__TASK ITEM__:
Copy out all lines in the material below that contain the string "past".

__DATASET ENTRIES__:
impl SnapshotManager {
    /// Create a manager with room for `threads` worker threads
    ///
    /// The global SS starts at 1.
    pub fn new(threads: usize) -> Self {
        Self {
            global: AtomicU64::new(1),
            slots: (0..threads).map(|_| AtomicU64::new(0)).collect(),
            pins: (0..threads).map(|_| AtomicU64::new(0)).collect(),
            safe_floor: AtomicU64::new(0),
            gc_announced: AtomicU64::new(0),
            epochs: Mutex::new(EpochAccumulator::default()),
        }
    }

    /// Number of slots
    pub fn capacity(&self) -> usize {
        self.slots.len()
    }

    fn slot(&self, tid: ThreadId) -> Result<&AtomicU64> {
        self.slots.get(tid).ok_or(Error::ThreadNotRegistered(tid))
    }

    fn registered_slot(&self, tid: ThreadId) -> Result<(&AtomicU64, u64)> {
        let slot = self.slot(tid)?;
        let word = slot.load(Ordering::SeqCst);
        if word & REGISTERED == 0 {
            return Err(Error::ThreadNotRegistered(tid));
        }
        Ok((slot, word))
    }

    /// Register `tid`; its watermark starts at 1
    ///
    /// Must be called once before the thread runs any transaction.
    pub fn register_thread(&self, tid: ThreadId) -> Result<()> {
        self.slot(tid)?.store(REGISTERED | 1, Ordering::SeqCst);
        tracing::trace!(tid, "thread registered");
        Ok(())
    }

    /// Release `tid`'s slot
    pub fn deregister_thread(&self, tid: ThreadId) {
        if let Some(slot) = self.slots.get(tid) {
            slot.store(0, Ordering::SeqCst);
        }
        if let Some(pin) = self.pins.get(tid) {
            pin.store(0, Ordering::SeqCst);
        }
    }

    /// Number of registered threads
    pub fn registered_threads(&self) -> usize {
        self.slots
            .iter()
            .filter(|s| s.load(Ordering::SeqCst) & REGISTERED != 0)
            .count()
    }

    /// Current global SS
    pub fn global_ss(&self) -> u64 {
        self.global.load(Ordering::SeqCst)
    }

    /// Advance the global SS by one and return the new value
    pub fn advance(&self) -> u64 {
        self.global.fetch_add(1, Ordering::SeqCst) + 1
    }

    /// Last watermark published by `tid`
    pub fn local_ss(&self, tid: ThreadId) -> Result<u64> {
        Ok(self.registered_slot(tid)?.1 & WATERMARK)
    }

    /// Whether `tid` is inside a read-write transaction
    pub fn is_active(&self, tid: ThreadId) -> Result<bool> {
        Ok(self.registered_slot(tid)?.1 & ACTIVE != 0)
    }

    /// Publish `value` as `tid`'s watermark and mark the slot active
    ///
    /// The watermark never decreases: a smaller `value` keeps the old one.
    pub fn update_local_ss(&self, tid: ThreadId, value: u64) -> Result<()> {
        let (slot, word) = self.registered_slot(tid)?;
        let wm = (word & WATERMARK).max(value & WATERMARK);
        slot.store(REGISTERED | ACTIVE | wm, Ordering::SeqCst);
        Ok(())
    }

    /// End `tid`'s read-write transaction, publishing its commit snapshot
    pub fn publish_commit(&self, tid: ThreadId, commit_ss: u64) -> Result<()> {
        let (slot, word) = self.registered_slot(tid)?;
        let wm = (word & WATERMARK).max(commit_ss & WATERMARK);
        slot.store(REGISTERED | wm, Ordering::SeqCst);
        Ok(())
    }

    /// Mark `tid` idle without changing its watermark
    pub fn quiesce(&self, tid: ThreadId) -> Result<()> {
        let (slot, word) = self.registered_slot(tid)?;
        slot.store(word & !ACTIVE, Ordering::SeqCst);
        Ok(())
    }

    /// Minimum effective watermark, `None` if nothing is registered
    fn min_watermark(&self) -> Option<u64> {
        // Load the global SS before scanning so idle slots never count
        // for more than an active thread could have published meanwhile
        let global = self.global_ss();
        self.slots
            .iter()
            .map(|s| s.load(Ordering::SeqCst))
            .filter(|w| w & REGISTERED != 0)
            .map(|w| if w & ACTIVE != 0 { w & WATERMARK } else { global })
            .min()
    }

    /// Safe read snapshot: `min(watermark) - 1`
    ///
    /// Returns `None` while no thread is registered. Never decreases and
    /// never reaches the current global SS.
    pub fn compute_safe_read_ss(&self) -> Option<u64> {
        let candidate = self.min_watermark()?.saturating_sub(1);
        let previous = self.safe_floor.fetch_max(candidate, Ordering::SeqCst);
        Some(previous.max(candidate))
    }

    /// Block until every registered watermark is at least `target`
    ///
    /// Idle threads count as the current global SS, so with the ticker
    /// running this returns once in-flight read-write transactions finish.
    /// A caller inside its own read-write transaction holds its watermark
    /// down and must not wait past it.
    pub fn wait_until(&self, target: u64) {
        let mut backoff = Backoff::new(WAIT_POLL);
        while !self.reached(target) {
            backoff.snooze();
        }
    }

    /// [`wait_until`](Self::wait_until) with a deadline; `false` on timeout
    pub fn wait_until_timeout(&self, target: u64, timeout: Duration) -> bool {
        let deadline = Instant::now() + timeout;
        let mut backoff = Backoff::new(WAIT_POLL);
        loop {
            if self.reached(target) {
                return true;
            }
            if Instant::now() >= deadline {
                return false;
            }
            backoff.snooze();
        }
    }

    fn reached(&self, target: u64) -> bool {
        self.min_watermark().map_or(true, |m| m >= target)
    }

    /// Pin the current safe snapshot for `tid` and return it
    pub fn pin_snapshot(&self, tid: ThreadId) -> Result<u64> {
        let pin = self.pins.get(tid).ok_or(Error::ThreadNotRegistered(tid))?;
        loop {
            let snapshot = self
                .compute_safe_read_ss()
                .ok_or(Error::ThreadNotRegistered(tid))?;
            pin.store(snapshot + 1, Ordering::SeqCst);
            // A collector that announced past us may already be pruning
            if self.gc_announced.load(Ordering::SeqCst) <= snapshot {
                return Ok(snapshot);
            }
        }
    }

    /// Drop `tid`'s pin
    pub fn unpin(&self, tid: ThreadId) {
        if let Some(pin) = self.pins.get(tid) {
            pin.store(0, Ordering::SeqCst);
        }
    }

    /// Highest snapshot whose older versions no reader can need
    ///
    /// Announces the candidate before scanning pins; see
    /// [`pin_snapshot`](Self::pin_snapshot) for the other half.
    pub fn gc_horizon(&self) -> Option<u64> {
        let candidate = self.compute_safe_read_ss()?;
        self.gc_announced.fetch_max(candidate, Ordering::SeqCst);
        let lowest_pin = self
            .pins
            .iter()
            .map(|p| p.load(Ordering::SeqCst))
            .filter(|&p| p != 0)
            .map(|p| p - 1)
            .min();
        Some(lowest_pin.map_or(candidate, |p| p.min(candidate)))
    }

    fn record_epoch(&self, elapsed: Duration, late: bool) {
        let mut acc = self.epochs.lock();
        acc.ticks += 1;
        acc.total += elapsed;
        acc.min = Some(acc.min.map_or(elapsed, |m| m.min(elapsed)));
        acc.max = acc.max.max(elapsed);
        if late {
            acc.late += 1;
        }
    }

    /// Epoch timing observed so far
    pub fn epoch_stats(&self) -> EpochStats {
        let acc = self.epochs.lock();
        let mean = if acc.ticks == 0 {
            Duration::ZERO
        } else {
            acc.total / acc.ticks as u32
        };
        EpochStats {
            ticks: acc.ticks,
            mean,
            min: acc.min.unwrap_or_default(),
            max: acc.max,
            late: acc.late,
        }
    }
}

__ANSWER SPACE__:
    /// down and must not wait past it.
            // A collector that announced past us may already be pruning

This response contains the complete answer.